Saved data entries:
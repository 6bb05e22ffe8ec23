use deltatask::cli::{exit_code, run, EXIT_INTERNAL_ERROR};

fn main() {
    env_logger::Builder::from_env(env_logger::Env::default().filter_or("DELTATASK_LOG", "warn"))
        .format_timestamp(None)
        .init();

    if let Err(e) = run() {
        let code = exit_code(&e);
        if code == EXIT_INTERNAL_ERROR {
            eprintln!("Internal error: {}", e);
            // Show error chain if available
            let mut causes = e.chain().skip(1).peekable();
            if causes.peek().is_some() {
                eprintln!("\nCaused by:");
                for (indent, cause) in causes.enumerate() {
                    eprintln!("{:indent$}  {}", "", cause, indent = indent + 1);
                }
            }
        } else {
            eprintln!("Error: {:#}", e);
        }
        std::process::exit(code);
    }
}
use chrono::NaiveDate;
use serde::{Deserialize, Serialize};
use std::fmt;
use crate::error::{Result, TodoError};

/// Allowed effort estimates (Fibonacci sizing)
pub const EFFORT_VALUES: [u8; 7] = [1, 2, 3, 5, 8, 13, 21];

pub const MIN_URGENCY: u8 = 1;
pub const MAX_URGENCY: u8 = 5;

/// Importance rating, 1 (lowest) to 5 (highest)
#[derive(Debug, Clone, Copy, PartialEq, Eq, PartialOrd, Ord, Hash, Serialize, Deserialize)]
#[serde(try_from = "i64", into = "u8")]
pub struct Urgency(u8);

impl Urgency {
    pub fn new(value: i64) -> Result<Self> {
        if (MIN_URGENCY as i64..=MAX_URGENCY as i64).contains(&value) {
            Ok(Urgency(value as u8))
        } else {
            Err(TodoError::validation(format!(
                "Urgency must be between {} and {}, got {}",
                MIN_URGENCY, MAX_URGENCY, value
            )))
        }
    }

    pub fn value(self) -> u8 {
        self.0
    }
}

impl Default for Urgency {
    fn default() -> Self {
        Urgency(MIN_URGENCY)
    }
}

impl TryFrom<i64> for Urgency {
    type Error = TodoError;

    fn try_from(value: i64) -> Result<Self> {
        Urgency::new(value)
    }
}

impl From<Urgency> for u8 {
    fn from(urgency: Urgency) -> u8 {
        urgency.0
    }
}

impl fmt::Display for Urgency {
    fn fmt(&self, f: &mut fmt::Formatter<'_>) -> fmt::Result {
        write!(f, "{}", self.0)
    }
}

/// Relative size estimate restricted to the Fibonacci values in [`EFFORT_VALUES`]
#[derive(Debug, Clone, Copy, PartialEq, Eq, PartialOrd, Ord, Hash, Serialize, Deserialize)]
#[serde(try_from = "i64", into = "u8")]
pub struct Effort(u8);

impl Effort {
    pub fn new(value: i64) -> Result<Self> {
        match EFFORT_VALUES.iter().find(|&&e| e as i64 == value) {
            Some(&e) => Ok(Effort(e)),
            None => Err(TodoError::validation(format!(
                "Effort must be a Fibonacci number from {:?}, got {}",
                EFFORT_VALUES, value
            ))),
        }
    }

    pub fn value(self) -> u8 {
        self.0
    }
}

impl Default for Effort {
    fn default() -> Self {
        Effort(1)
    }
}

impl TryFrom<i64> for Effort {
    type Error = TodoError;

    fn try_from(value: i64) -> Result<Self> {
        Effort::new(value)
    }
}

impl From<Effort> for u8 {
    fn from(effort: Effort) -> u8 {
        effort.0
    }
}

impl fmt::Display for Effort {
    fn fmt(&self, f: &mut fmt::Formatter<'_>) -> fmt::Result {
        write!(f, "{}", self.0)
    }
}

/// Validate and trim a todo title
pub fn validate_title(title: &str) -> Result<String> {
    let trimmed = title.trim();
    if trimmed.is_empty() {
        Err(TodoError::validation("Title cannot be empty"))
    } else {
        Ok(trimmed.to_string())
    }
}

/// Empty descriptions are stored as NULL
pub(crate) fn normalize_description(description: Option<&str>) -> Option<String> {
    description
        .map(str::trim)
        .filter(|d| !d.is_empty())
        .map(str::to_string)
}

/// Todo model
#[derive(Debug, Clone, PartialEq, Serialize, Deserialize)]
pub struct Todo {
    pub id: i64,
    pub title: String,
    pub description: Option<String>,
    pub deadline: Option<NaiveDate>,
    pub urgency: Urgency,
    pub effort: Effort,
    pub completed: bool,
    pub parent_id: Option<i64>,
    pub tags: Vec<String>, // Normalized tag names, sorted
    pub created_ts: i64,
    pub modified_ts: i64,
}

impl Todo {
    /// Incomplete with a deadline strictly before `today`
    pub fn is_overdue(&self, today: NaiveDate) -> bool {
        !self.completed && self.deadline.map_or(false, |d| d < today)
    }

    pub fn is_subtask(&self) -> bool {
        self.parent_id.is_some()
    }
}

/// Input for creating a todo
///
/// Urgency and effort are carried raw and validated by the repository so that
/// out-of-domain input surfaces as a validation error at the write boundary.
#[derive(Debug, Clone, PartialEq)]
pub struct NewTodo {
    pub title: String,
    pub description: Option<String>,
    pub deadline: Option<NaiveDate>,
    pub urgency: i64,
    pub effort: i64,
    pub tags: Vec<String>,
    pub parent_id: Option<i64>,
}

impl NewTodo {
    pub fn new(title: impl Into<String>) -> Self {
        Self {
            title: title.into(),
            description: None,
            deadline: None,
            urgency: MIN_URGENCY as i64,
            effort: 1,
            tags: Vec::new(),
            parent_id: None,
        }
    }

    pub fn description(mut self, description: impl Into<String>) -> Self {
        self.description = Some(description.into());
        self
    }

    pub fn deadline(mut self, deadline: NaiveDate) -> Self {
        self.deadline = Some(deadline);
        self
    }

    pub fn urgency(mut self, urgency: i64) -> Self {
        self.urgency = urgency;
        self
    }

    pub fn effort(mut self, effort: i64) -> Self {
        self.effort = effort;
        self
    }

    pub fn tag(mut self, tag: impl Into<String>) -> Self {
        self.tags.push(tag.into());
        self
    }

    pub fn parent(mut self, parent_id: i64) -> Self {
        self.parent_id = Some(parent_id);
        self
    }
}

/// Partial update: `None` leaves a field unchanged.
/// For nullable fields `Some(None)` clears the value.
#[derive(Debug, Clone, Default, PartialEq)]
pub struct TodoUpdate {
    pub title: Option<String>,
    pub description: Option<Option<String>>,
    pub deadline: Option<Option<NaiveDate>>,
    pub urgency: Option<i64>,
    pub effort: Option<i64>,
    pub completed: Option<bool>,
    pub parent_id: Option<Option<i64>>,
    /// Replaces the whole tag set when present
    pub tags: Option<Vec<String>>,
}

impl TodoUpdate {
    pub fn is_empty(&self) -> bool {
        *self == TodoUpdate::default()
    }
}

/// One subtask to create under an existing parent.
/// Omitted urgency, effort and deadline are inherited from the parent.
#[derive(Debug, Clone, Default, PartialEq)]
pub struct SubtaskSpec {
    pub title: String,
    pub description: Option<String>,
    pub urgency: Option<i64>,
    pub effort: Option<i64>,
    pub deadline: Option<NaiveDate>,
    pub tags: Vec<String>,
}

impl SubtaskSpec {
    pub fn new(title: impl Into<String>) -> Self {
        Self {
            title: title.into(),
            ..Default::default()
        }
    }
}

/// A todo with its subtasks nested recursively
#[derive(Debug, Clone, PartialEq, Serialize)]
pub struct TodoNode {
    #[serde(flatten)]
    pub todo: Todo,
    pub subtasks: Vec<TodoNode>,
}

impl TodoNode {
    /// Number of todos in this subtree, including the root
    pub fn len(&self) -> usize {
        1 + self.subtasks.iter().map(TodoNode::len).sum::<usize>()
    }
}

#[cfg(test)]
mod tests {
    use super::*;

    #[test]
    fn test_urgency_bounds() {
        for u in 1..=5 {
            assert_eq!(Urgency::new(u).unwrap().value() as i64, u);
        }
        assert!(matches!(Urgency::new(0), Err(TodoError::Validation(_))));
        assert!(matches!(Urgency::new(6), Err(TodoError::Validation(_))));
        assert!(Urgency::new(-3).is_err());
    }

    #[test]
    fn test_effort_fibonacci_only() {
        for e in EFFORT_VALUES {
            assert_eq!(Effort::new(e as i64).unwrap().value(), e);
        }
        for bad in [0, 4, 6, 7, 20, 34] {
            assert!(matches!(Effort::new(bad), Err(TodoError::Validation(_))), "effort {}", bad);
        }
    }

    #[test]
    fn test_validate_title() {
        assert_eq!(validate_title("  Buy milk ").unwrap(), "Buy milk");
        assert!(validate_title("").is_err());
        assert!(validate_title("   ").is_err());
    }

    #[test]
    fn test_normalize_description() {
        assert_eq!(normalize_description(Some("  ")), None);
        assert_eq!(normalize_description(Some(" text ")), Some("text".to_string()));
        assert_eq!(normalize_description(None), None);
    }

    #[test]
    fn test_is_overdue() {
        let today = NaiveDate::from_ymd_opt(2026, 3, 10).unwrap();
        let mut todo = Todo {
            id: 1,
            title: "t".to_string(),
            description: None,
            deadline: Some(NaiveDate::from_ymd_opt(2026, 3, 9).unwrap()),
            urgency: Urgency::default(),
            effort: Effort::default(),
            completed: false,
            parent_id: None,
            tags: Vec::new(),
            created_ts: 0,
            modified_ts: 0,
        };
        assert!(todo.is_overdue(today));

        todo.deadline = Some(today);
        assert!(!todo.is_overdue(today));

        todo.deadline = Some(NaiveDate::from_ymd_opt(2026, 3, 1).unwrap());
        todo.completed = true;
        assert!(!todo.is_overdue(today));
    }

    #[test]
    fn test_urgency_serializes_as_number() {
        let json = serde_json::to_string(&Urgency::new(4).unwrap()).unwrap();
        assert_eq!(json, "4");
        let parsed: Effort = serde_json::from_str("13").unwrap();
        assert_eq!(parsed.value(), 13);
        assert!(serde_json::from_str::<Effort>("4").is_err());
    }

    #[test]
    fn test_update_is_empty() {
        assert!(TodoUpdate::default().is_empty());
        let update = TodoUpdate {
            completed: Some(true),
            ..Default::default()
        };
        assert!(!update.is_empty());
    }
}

■ Work request ■
Reproduce exactly the lines that run from the start of the records to the line with "to 5 (highest)", both included.

■ Result for this task ■
repository 6bb05e22ffe8ec23
use deltatask::cli::{exit_code, run, EXIT_INTERNAL_ERROR};

fn main() {
    env_logger::Builder::from_env(env_logger::Env::default().filter_or("DELTATASK_LOG", "warn"))
        .format_timestamp(None)
        .init();

    if let Err(e) = run() {
        let code = exit_code(&e);
        if code == EXIT_INTERNAL_ERROR {
            eprintln!("Internal error: {}", e);
            // Show error chain if available
            let mut causes = e.chain().skip(1).peekable();
            if causes.peek().is_some() {
                eprintln!("\nCaused by:");
                for (indent, cause) in causes.enumerate() {
                    eprintln!("{:indent$}  {}", "", cause, indent = indent + 1);
                }
            }
        } else {
            eprintln!("Error: {:#}", e);
        }
        std::process::exit(code);
    }
}
use chrono::NaiveDate;
use serde::{Deserialize, Serialize};
use std::fmt;
use crate::error::{Result, TodoError};

/// Allowed effort estimates (Fibonacci sizing)
pub const EFFORT_VALUES: [u8; 7] = [1, 2, 3, 5, 8, 13, 21];

pub const MIN_URGENCY: u8 = 1;
pub const MAX_URGENCY: u8 = 5;

/// Importance rating, 1 (lowest) to 5 (highest)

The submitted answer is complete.